Richard Hoops is an editor at the UW-Madison Sea Grant Institute and a producer of the Earthwatch Radio program.

This article is reproduced with permission from the authors, for which we are very grateful, and copyright remains with them. For the original article go to ewradio.org/feature_wetland.aspx

UPDATE:

Interestingly, the following article appeared on the Associated Press on October 12th:

Gulf's 'Dead Zone' Less of a Mystery

HOUSTON - The oxygen-depleted "dead zone" in the Gulf of Mexico, long a subject of scrutiny by scientists, is only now becoming less of a mystery. Known by fishermen south of the Mississippi River for more than a century, the area gained scientific recognition in the 1970s but became a greater concern when it doubled in size to about 7,000 square miles about 20 years later.

That expansion was blamed on nitrates, which are used as fertilizer and wash into the Mississippi River. The excess nitrates created large phytoplankton blooms, scientists said. Bacteria that thrive on the plankton after it dies consume more and more oxygen and the lower-oxygen water settles to the bottom. The result, says Texas A&M University oceanographer Steven DiMarco, is a stable water column where the bottom 10 to 20 percent doesn't get replenished with fresh oxygen.

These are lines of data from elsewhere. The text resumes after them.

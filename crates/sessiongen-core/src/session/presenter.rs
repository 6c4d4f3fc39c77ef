//! Display-ready view over a single session record.

use serde::Serialize;

use super::category::{is_excluded, is_keynote};
use super::filename::sanitize_filename;
use super::record::SessionRecord;
use super::schedule::{format_date, format_time, parse_timestamp};
use super::text::{clean_text, is_present, quote_paragraphs};
use crate::config::PresenterConfig;
use crate::error::Result;

/// Derived, read-only presentation of a [`SessionRecord`].
///
/// Every value is computed once at construction. Serializes with camelCase
/// keys (`startTime`, `hasAbstract`, ...) for use as a template context.
#[derive(Debug, Clone, PartialEq, Eq, Serialize)]
#[serde(rename_all = "camelCase")]
pub struct SessionPresenter {
    name: String,
    room: String,
    start_time: String,
    start_date: String,
    end_time: String,
    #[serde(rename = "abstract")]
    abstract_text: String,
    has_abstract: bool,
    bio: String,
    has_bio: bool,
    title: String,
    filename: String,
    is_keynote: bool,
    exclude: bool,
}

impl SessionPresenter {
    /// Presents a record using the built-in category rules.
    pub fn new(record: &SessionRecord) -> Result<Self> {
        Self::with_config(record, &PresenterConfig::default())
    }

    /// Presents a record using the given category rules.
    ///
    /// Fails if the config does not validate or either timestamp cannot be
    /// parsed.
    pub fn with_config(record: &SessionRecord, config: &PresenterConfig) -> Result<Self> {
        config.validate()?;
        let starts_at = parse_timestamp("starts_at", &record.starts_at)?;
        let ends_at = parse_timestamp("ends_at", &record.ends_at)?;

        let cleaned_abstract = clean_text(&record.abstract_text);
        let has_abstract = is_present(&cleaned_abstract);
        let abstract_text = if has_abstract {
            quote_paragraphs(&cleaned_abstract)
        } else {
            cleaned_abstract.clone()
        };

        let bio = clean_text(&record.bio);
        // A bio repeating the abstract adds nothing to the page.
        let has_bio = is_present(&bio) && bio != cleaned_abstract;

        let keynote = is_keynote(&record.category, config);
        let title = derive_title(record, keynote, config);
        let filename = sanitize_filename(&title);
        let exclude = is_excluded(&record.category, config);

        tracing::debug!(
            filename = %filename,
            is_keynote = keynote,
            exclude,
            "Presented session"
        );

        Ok(Self {
            name: record.name.clone(),
            room: record.room.clone(),
            start_time: format_time(&starts_at),
            start_date: format_date(&starts_at),
            end_time: format_time(&ends_at),
            abstract_text,
            has_abstract,
            bio,
            has_bio,
            title,
            filename,
            is_keynote: keynote,
            exclude,
        })
    }

    /// Speaker name, verbatim.
    pub fn name(&self) -> &str {
        &self.name
    }

    pub fn room(&self) -> &str {
        &self.room
    }

    /// Start time such as `5:30 pm`.
    pub fn start_time(&self) -> &str {
        &self.start_time
    }

    /// Start date such as `Monday 2012-04-23`.
    pub fn start_date(&self) -> &str {
        &self.start_date
    }

    /// End time, same format as [`start_time`](Self::start_time).
    pub fn end_time(&self) -> &str {
        &self.end_time
    }

    /// Cleaned abstract; paragraphs after the first are block-quoted.
    pub fn abstract_text(&self) -> &str {
        &self.abstract_text
    }

    pub fn has_abstract(&self) -> bool {
        self.has_abstract
    }

    /// Cleaned bio. Returned even when [`has_bio`](Self::has_bio) is false.
    pub fn bio(&self) -> &str {
        &self.bio
    }

    pub fn has_bio(&self) -> bool {
        self.has_bio
    }

    pub fn title(&self) -> &str {
        &self.title
    }

    /// Document filename ending in `.md`.
    pub fn filename(&self) -> &str {
        &self.filename
    }

    pub fn is_keynote(&self) -> bool {
        self.is_keynote
    }

    /// Whether the session should not produce a document.
    pub fn exclude(&self) -> bool {
        self.exclude
    }
}

/// Title, or the speaker name when the title is blank, plus the keynote suffix.
fn derive_title(record: &SessionRecord, is_keynote: bool, config: &PresenterConfig) -> String {
    let base = if record.title.trim().is_empty() {
        record.name.as_str()
    } else {
        record.title.as_str()
    };

    if is_keynote {
        format!("{}{}", base, config.keynote_suffix)
    } else {
        base.to_string()
    }
}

DiMarco said that this dead-zone effect is most persistent in the summer months, when the Gulf of Mexico waters are stagnant and there is little mixing. Fronts that develop by September help break up the dead zone by stirring up the Gulf waters.

When DiMarco's research team went to sea in late August, he was surprised at the finding. "The dead zone, which had been measured just three weeks before, had broken up," he told the Houston Chronicle in Tuesday's editions.

But DiMarco said the decline can't be explained by the active hurricane season, because the researchers visited before Frances and Ivan hit the area, and Bonnie and Charley were peripheral to the dead zone. Scientists now believe other factors play a major role in the dead zone's growth, including the coastal current which usually flows from Louisiana to Texas from September through May.

DiMarco said winds reverse in June and the general circulation moves waters from Texas up to Louisiana. This may help block fresh, oxygen-rich water from reaching the dead zone. He said the coastal flow this year had switched course back from Louisiana to Texas earlier, in August, about the same time as the dead zone began breaking up.

"We know it's a seasonal phenomenon, but there are random processes at work that can make it bigger or smaller," said DiMarco, who will continue his research funded by the National Oceanic and Atmospheric Administration next year. "We know it's a seasonal phenomenon, but there are random processes at work that can make it bigger or smaller.

"It's gone for this year, but I certainly expect it to be back next year," he said.